La capacité des forêts tropicales du monde entier à éliminer le dioxyde de carbone de l’air, en particulier le dioxyde de carbone produit par l’homme, diminue selon une nouvelle étude publiée dans Nature.
Les chercheurs ont analysé les données de suivi de plus de 300 000 arbres collectées pendant plus de trente ans dans le cadre d’une collaboration scientifique internationale dirigée par des chercheurs de l’Université de Leeds.

Les forêts tropicales sont essentielles car elles absorbent le carbone présent dans l’air, ce qui permet de lutter contre le réchauffement climatique actuel. Ce carbone est stocké dans les plantes et les arbres, une caractéristique pour laquelle les forêts tropicales elles-mêmes, en particulier les forêts amazoniennes, ont été appelées « puits de carbone ».
Ce processus de « piégeage » du carbone durera pendant des décennies, mais la nouvelle étude montre que l’absorption globale de carbone par les forêts tropicales du monde entier a atteint un pic dans les années 1990.

En 2010, la capacité de la forêt tropicale à absorber le charbon semble avoir diminué d’un tiers et cela est également dû à la déforestation et à la mort des arbres.
Sur cette inquiétante tendance à la baisse, Wannes Hubau, l’un des chercheurs impliqués dans l’étude, déclare : « En combinant les données de l’Afrique et de l’Amazonie, nous avons commencé à comprendre pourquoi ces forêts changent, avec les niveaux de dioxyde de carbone, la température, la sécheresse et la dynamique fondamentale des forêts. Le dioxyde de carbone supplémentaire stimule la croissance des arbres, mais chaque année, cet effet est de plus en plus contrecarré par les effets négatifs des températures élevées et des sécheresses qui ralentissent la croissance et peuvent tuer les arbres.

Les données brutes le prouvent également : dans les années 1990, les forêts tropicales ont retiré de l’atmosphère environ 46 milliards de tonnes de dioxyde de carbone. En 2010, la quantité s’est arrêtée à 25 milliards de tonnes.
La perte de capacité d’absorption peut être comparée à une décennie d’émissions de combustibles fossiles provenant de l’Allemagne, du Royaume-Uni, de la France et du Canada réunis.

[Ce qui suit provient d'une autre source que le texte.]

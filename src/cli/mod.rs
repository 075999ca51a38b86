//! Command-line entry points: argument parsing, configuration overrides and
//! the `serve` / `migrate` commands.

pub mod config_merger;
pub mod executor;
pub mod handlers;
pub mod parser;
pub mod validation;

pub use config_merger::ConfigurationMerger;
pub use executor::{CommandOutcome, execute_command};
pub use parser::{Cli, Commands, Environment, LogLevel};

use crate::config::settings::Settings;
use crate::error::AppResult;

/// Loads the configuration named by the global flags and applies the
/// command-line overrides.
pub fn load_and_merge_config(cli: &Cli) -> AppResult<Settings> {
    let merger = ConfigurationMerger::from_cli(cli)?;
    Ok(merger.merge_cli_args(cli)?)
}
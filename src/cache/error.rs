//! Cache error types.

use thiserror::Error;

#[derive(Error, Debug)]
pub enum CacheError {
    #[error("Cache operation failed: {0}")]
    Operation(String),

    #[error("Cache connection failed: {0}")]
    Connection(String),

    #[error("Serialization error: {0}")]
    Serialization(#[from] serde_json::Error),
}
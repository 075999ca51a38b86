//! Outcome type at the use-case boundary.

use thiserror::Error;

use crate::error::AppError;

/// Failure side of every use case.
///
/// The first three variants are domain outcomes that handlers classify into
/// HTTP responses; `Infrastructure` carries anything the storage layer raised.
#[derive(Error, Debug)]
pub enum UseCaseError {
    #[error("{entity} with {field}={value} was not found")]
    ResourceNotFound {
        entity: &'static str,
        field: &'static str,
        value: String,
    },

    /// `message` is already localized for the caller's language.
    #[error("{message}")]
    NotAllowed { message: String },

    #[error("{entity} with {field}={value} already exists")]
    ResourceAlreadyExists {
        entity: &'static str,
        field: &'static str,
        value: String,
    },

    #[error(transparent)]
    Infrastructure(#[from] AppError),
}

impl UseCaseError {
    pub fn not_found(entity: &'static str, field: &'static str, value: impl ToString) -> Self {
        Self::ResourceNotFound {
            entity,
            field,
            value: value.to_string(),
        }
    }
}

impl From<UseCaseError> for AppError {
    fn from(error: UseCaseError) -> Self {
        match error {
            UseCaseError::ResourceNotFound {
                entity,
                field,
                value,
            } => AppError::NotFound {
                entity: entity.to_string(),
                field: field.to_string(),
                value,
            },
            UseCaseError::NotAllowed { message } => AppError::BadRequest { message },
            UseCaseError::ResourceAlreadyExists {
                entity,
                field,
                value,
            } => AppError::Duplicate {
                entity: entity.to_string(),
                field: field.to_string(),
                value,
            },
            UseCaseError::Infrastructure(inner) => inner,
        }
    }
}

pub type UseCaseResult<T> = Result<T, UseCaseError>;
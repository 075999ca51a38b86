//! `migrate`: apply, preview or revert the embedded migrations.

use crate::config::settings::Settings;
use crate::db;
use crate::error::AppResult;

pub struct MigrateCommandHandler {
    config: Settings,
}

impl MigrateCommandHandler {
    pub fn new(config: Settings) -> Self {
        Self { config }
    }

    /// `dry_run` lists pending migrations; `rollback` reverts that many.
    pub async fn execute(&self, dry_run: bool, rollback: Option<u32>) -> AppResult<()> {
        self.config.database.validate()?;
        let url = self.config.database.url.as_str();

        if dry_run {
            let pending = db::pending_migrations(url).await?;
            if pending.is_empty() {
                println!("✓ No pending migrations - database is up to date");
            } else {
                println!("Found {} pending migration(s):", pending.len());
                print_list(&pending);
                println!("Run without --dry-run to apply them");
            }
            return Ok(());
        }

        if let Some(steps) = rollback {
            println!("Rolling back {steps} migration(s)...");
            let reverted = db::revert_migrations(url, steps).await?;
            println!("✓ Rolled back {} migration(s):", reverted.len());
            print_list(&reverted);
            return Ok(());
        }

        println!("Running database migrations...");
        let applied = db::run_pending_migrations(url).await?;
        if applied.is_empty() {
            println!("✓ No migrations to apply - database is already up to date");
        } else {
            println!("✓ Applied {} migration(s):", applied.len());
            print_list(&applied);
        }
        Ok(())
    }
}

fn print_list(names: &[String]) {
    for name in names {
        println!("  - {name}");
    }
}

#[cfg(test)]
mod tests {
    use super::*;
    use crate::error::AppError;

    #[tokio::test]
    async fn test_missing_database_url_fails_before_connecting() {
        let handler = MigrateCommandHandler::new(Settings::default());
        assert!(matches!(
            handler.execute(true, None).await,
            Err(AppError::Configuration { .. })
        ));
    }

    #[tokio::test]
    async fn test_zero_rollback_steps_is_rejected() {
        let mut config = Settings::default();
        config.database.url = "postgres://localhost/marketplace".to_string();
        let handler = MigrateCommandHandler::new(config);

        let result = handler.execute(false, Some(0)).await;
        assert!(matches!(
            result,
            Err(AppError::Validation { ref field, .. }) if field == "rollback_steps"
        ));
    }
}
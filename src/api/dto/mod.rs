//! Data Transfer Objects for API requests and responses.

mod error;
mod health;
mod service;
mod task;

pub use error::ErrorResponse;
pub use health::{ComponentHealth, HealthResponse, HealthStatus};
pub use service::{
    CreateServiceRequest, ListQuery, ServiceListResponse, ServiceResponse, UpdateServiceRequest,
};
pub use task::UpdateTaskSubSubCategoryRequest;
//! `serve --dry-run`: report what the server would do, then exit.

use crate::config::settings::Settings;
use crate::error::AppResult;

pub struct ServeCommandHandler {
    config: Settings,
}

impl ServeCommandHandler {
    pub fn new(config: Settings) -> Self {
        Self { config }
    }

    /// Validates the configuration without opening any connection.
    pub fn dry_run(&self) -> AppResult<()> {
        self.config.validate()?;

        let cache = &self.config.cache;
        println!("✓ Configuration is valid");
        println!("✓ Environment: {}", self.config.application.environment);
        println!("✓ Server would bind to: {}", self.config.server.address());
        println!(
            "✓ Database pool: {}-{} connections, auto-migrate {}",
            self.config.database.min_connections,
            self.config.database.max_connections,
            on_off(self.config.database.auto_migrate)
        );
        if cache.enabled {
            println!("✓ Response cache: {:?}", cache.backend);
        } else {
            println!("✓ Response cache: disabled");
        }
        println!("✓ Log level: {}", self.config.logger.level);
        println!("Dry run completed successfully");
        Ok(())
    }

    pub fn config(&self) -> &Settings {
        &self.config
    }
}

fn on_off(flag: bool) -> &'static str {
    if flag { "on" } else { "off" }
}

#[cfg(test)]
mod tests {
    use super::*;

    fn valid_config() -> Settings {
        let mut config = Settings::default();
        config.database.url = "postgres://localhost/marketplace".to_string();
        config.jwt.secret = "k".repeat(32);
        config
    }

    #[test]
    fn test_dry_run_accepts_valid_config() {
        let handler = ServeCommandHandler::new(valid_config());
        assert_eq!(handler.config().server.port, 3000);
        assert!(handler.dry_run().is_ok());
    }

    #[test]
    fn test_dry_run_rejects_missing_secret() {
        let mut config = valid_config();
        config.jwt.secret.clear();
        assert!(ServeCommandHandler::new(config).dry_run().is_err());
    }
}
//! Health check DTOs for API responses.

use serde::{Deserialize, Serialize};
use std::collections::HashMap;
use utoipa::ToSchema;

use crate::services::CheckResult;

/// Health check response structure.
#[derive(Debug, Serialize, Deserialize, ToSchema)]
#[schema(example = json!({
    "status": "healthy",
    "version": "0.1.0",
    "timestamp": "2024-01-01T12:00:00Z",
    "checks": {
        "database": {
            "status": "healthy",
            "message": "Connected",
            "response_time_ms": 5
        }
    }
}))]
pub struct HealthResponse {
    pub status: HealthStatus,
    #[schema(example = "0.1.0")]
    pub version: String,
    /// Time of the check (RFC 3339)
    #[schema(value_type = String, format = DateTime, example = "2024-01-01T12:00:00Z")]
    pub timestamp: String,
    /// Per-dependency results
    pub checks: HashMap<String, ComponentHealth>,
}

impl HealthResponse {
    /// Overall status is the worst status among `checks`.
    pub fn from_checks(checks: HashMap<String, ComponentHealth>) -> Self {
        let status = if checks
            .values()
            .any(|check| check.status == HealthStatus::Unhealthy)
        {
            HealthStatus::Unhealthy
        } else {
            HealthStatus::Healthy
        };

        Self {
            status,
            version: env!("CARGO_PKG_VERSION").to_string(),
            timestamp: jiff::Timestamp::now().to_string(),
            checks,
        }
    }
}

#[derive(Debug, Clone, Copy, PartialEq, Eq, Serialize, Deserialize, ToSchema)]
#[serde(rename_all = "lowercase")]
pub enum HealthStatus {
    Healthy,
    Unhealthy,
}

/// Individual component health information.
#[derive(Debug, Serialize, Deserialize, ToSchema)]
pub struct ComponentHealth {
    pub status: HealthStatus,
    #[schema(example = "Connected")]
    pub message: Option<String>,
    #[schema(example = 5)]
    pub response_time_ms: Option<u64>,
}

impl From<CheckResult> for ComponentHealth {
    fn from(result: CheckResult) -> Self {
        Self {
            status: if result.healthy {
                HealthStatus::Healthy
            } else {
                HealthStatus::Unhealthy
            },
            message: Some(result.message),
            response_time_ms: Some(result.response_time_ms),
        }
    }
}
//! Runtime logger configuration

use std::fmt;
use std::path::PathBuf;
use std::str::FromStr;

use tracing::Level;

use crate::logger::error::LoggerError;

#[derive(Debug, Clone, PartialEq, Eq)]
pub struct LoggerConfig {
    pub console: ConsoleConfig,
    pub file: FileConfig,
    /// `trace`, `debug`, `info`, `warn` or `error`
    pub level: String,
}

impl LoggerConfig {
    pub fn validate(&self) -> Result<(), LoggerError> {
        self.parse_level()?;
        self.file.validate()?;

        if !self.console.enabled && !self.file.enabled {
            return Err(LoggerError::config(
                "At least one output (console or file) must be enabled",
            ));
        }

        Ok(())
    }

    pub fn parse_level(&self) -> Result<Level, LoggerError> {
        self.level.parse::<Level>().map_err(|_| {
            LoggerError::config(format!(
                "Invalid log level '{}'. Valid levels are: trace, debug, info, warn, error",
                self.level
            ))
        })
    }
}

impl Default for LoggerConfig {
    fn default() -> Self {
        Self {
            console: ConsoleConfig::default(),
            file: FileConfig::default(),
            level: "info".to_string(),
        }
    }
}

#[derive(Debug, Clone, PartialEq, Eq)]
pub struct ConsoleConfig {
    pub enabled: bool,
    /// ANSI colours, applied only when stdout is a terminal
    pub colored: bool,
}

impl Default for ConsoleConfig {
    fn default() -> Self {
        Self {
            enabled: true,
            colored: true,
        }
    }
}

#[derive(Debug, Clone, PartialEq, Eq)]
pub struct FileConfig {
    pub enabled: bool,
    pub path: PathBuf,
    /// Truncate on startup when false
    pub append: bool,
    pub format: LogFormat,
}

impl FileConfig {
    pub fn validate(&self) -> Result<(), LoggerError> {
        if self.enabled && self.path.as_os_str().is_empty() {
            return Err(LoggerError::config(
                "File path cannot be empty when file output is enabled",
            ));
        }
        Ok(())
    }
}

impl Default for FileConfig {
    fn default() -> Self {
        Self {
            enabled: false,
            path: PathBuf::from("logs/marketplace.log"),
            append: true,
            format: LogFormat::Json,
        }
    }
}

/// Line format of the file output
#[derive(Debug, Clone, Copy, PartialEq, Eq, Default)]
pub enum LogFormat {
    #[default]
    Full,
    Compact,
    Json,
}

impl LogFormat {
    pub fn as_str(&self) -> &'static str {
        match self {
            LogFormat::Full => "full",
            LogFormat::Compact => "compact",
            LogFormat::Json => "json",
        }
    }
}

impl FromStr for LogFormat {
    type Err = LoggerError;

    fn from_str(s: &str) -> Result<Self, Self::Err> {
        match s.to_lowercase().as_str() {
            "full" => Ok(LogFormat::Full),
            "compact" => Ok(LogFormat::Compact),
            "json" => Ok(LogFormat::Json),
            _ => Err(LoggerError::config(format!(
                "Invalid log format '{}'. Valid formats are: full, compact, json",
                s
            ))),
        }
    }
}

impl fmt::Display for LogFormat {
    fn fmt(&self, f: &mut fmt::Formatter<'_>) -> fmt::Result {
        f.write_str(self.as_str())
    }
}
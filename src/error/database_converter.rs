use diesel::result::{DatabaseErrorInformation, DatabaseErrorKind, Error as DieselError};

use crate::error::{AppError, ConstraintParser};

/// Maps Diesel errors onto structured `AppError` variants.
pub struct DatabaseErrorConverter;

impl DatabaseErrorConverter {
    /// Converts a Diesel error raised while running `operation`.
    pub fn convert_diesel_error(error: DieselError, operation: &str) -> AppError {
        match error {
            DieselError::DatabaseError(kind, info) => {
                Self::convert_database_error(kind, info.as_ref(), operation)
            }
            DieselError::NotFound => AppError::NotFound {
                entity: "resource".to_string(),
                field: "id".to_string(),
                value: "unknown".to_string(),
            },
            other => AppError::Database {
                operation: operation.to_string(),
                source: anyhow::Error::from(other),
            },
        }
    }

    fn convert_database_error(
        kind: DatabaseErrorKind,
        info: &(dyn DatabaseErrorInformation + Send + Sync),
        operation: &str,
    ) -> AppError {
        let message = info.message();
        let details = info.details();
        let constraint = info.constraint_name();

        let parsed = match kind {
            DatabaseErrorKind::UniqueViolation => {
                ConstraintParser::parse_unique_violation(message, details, constraint).map(
                    |(entity, field, value)| AppError::Duplicate {
                        entity,
                        field,
                        value,
                    },
                )
            }
            DatabaseErrorKind::ForeignKeyViolation => {
                ConstraintParser::parse_foreign_key_violation(message, details, constraint).map(
                    |(entity, field, value)| AppError::Validation {
                        field,
                        reason: format!("Invalid reference from {} with value '{}'", entity, value),
                    },
                )
            }
            DatabaseErrorKind::NotNullViolation => ConstraintParser::parse_not_null_violation(
                message,
            )
            .map(|(entity, field)| AppError::Validation {
                field,
                reason: format!("Field is required for {}", entity),
            }),
            DatabaseErrorKind::CheckViolation => {
                ConstraintParser::parse_check_violation(message, constraint).map(
                    |(entity, field)| AppError::Validation {
                        field,
                        reason: format!("Check constraint failed for {}", entity),
                    },
                )
            }
            _ => None,
        };

        parsed.unwrap_or_else(|| AppError::Database {
            operation: operation.to_string(),
            source: anyhow::Error::msg(format!("{:?}: {}", kind, message)),
        })
    }
}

Dans les années 1990, les forêts tropicales du monde entier ont éliminé 17 % des émissions de dioxyde de carbone produites par l’homme, alors qu’en 2010, elles n’en ont éliminé que 6 %.
Il ne s’agit pas seulement des arbres qui ne sont plus là, et donc de la déforestation, mais aussi de la capacité des arbres encore intacts à séquestrer la même quantité de carbone que dans les années 1990. Les forêts amazoniennes en sont la preuve. Cela est dû au fait que les plantes sont exposées à des températures toujours plus élevées, et ces augmentations de température causent de très graves dommages aux plantes au point de provoquer leur mort.

Selon Simon Lewis, auteur principal de l’étude, ce n’est qu’une question de temps avant que les forêts tropicales du monde ne soient plus en mesure de capturer le carbone : « Après des années de travail dans les forêts tropicales du Congo et de l’Amazonie, nous avons découvert que l’un des impacts les plus inquiétants du changement climatique a déjà commencé. Cela représente des décennies d’avance sur les modèles climatiques les plus pessimistes ».